What you will do:
All lines in the data that hold the word "crate" need copying.

Dataset entries:

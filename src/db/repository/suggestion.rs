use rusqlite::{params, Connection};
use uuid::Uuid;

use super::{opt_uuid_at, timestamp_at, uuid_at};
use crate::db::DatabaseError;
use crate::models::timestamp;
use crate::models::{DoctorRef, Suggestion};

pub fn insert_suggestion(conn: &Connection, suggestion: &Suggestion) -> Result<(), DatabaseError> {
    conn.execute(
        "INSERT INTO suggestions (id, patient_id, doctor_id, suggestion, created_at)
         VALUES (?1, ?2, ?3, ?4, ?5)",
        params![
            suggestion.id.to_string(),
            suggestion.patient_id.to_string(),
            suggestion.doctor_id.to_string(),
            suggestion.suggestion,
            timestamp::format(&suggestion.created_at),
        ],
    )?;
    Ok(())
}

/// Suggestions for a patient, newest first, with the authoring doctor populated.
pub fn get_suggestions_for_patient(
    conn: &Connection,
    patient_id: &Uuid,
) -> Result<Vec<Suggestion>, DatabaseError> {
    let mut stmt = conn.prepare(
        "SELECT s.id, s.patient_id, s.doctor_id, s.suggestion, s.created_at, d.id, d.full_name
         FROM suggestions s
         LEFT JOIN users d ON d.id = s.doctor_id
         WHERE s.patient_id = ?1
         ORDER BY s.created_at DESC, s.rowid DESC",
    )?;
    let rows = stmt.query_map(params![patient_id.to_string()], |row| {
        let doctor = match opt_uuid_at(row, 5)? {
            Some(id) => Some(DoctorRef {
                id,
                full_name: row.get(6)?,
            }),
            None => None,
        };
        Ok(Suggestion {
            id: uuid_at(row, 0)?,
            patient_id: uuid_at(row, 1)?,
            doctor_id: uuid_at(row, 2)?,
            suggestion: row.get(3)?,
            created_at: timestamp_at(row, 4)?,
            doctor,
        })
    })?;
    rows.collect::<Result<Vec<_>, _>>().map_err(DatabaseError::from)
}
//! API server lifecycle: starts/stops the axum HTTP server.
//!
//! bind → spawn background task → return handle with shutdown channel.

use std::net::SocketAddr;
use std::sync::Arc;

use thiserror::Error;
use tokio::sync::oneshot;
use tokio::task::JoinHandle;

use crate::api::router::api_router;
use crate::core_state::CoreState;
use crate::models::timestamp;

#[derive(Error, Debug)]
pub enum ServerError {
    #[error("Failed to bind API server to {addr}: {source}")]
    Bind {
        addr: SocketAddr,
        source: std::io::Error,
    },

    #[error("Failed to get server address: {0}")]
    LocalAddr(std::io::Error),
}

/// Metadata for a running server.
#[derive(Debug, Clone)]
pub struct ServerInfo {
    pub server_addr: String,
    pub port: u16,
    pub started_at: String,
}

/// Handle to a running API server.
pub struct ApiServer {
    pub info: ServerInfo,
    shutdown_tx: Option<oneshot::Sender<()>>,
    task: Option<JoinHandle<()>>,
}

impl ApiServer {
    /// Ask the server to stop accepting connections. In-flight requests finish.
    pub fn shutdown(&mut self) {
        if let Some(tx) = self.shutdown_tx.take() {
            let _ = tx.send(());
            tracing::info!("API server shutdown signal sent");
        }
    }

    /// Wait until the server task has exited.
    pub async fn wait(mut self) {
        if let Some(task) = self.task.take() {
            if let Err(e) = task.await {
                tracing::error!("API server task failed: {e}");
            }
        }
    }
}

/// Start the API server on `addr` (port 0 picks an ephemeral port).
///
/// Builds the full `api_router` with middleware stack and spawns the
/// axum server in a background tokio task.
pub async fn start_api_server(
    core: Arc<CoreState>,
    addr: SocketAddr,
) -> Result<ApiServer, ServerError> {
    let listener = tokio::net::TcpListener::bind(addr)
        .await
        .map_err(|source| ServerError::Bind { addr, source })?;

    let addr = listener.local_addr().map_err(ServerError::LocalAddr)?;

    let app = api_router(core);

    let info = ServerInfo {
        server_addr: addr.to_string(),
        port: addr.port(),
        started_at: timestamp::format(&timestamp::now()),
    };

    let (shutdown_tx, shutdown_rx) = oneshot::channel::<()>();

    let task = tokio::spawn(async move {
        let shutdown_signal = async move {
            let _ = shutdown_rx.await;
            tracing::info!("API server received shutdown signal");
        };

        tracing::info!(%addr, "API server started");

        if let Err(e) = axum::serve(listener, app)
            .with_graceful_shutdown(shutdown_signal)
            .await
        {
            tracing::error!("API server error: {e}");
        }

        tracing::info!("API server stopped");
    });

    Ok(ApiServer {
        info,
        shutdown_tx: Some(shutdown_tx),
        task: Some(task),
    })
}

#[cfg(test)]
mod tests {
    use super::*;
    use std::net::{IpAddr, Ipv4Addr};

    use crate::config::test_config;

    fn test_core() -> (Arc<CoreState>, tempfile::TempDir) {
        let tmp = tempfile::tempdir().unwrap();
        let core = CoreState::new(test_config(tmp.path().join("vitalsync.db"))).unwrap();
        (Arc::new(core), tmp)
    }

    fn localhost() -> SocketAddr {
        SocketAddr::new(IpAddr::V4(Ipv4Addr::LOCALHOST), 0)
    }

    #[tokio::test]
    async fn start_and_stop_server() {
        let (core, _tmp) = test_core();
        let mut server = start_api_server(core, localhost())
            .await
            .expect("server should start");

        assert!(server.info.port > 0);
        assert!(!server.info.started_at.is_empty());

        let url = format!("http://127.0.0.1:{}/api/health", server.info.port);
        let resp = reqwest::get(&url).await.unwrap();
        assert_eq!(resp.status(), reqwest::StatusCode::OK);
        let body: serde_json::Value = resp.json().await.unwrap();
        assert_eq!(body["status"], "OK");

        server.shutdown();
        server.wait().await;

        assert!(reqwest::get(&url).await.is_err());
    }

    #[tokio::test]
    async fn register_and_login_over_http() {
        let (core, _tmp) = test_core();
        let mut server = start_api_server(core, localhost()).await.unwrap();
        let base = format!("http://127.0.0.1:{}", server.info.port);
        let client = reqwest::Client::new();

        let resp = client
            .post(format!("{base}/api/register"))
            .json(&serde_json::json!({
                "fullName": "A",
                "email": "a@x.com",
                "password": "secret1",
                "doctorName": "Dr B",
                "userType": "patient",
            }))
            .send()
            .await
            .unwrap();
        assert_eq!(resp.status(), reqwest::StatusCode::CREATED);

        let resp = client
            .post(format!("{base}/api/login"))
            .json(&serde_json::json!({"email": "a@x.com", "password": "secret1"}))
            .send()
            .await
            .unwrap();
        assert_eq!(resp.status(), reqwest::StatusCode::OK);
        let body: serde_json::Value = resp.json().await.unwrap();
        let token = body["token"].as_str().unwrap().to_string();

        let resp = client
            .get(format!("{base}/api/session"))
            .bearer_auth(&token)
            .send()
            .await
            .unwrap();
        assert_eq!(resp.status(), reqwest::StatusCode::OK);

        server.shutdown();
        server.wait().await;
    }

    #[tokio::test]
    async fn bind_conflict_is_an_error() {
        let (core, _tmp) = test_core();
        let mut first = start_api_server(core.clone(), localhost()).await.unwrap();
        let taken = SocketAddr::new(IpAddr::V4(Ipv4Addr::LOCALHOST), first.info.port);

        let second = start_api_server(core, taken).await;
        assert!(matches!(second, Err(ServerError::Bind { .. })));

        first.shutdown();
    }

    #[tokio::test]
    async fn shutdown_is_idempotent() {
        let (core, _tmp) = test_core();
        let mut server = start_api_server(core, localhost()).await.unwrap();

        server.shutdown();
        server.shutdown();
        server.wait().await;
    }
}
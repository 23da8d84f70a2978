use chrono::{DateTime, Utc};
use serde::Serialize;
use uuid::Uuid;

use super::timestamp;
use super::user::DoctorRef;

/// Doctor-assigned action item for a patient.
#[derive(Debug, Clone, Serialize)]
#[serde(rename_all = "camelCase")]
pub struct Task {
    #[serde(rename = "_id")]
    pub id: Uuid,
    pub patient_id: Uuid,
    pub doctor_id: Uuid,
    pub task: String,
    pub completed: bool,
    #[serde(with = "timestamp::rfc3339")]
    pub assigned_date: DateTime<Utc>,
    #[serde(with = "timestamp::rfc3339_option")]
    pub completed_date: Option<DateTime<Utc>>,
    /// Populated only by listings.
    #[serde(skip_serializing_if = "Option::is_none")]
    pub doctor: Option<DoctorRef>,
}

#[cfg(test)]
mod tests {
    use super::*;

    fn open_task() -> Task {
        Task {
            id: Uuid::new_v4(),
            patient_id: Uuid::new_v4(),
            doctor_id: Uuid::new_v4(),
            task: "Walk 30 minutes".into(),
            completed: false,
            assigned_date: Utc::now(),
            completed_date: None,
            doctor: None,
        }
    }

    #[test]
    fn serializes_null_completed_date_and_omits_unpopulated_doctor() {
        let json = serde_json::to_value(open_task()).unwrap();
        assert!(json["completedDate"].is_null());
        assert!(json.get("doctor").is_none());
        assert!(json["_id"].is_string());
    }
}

Response box:
use crate::db::DatabaseError;
use crate::models::timestamp;
use crate::models::{DoctorRef, Suggestion};
use crate::api::router::api_router;
use crate::core_state::CoreState;
use crate::models::timestamp;
    use crate::config::test_config;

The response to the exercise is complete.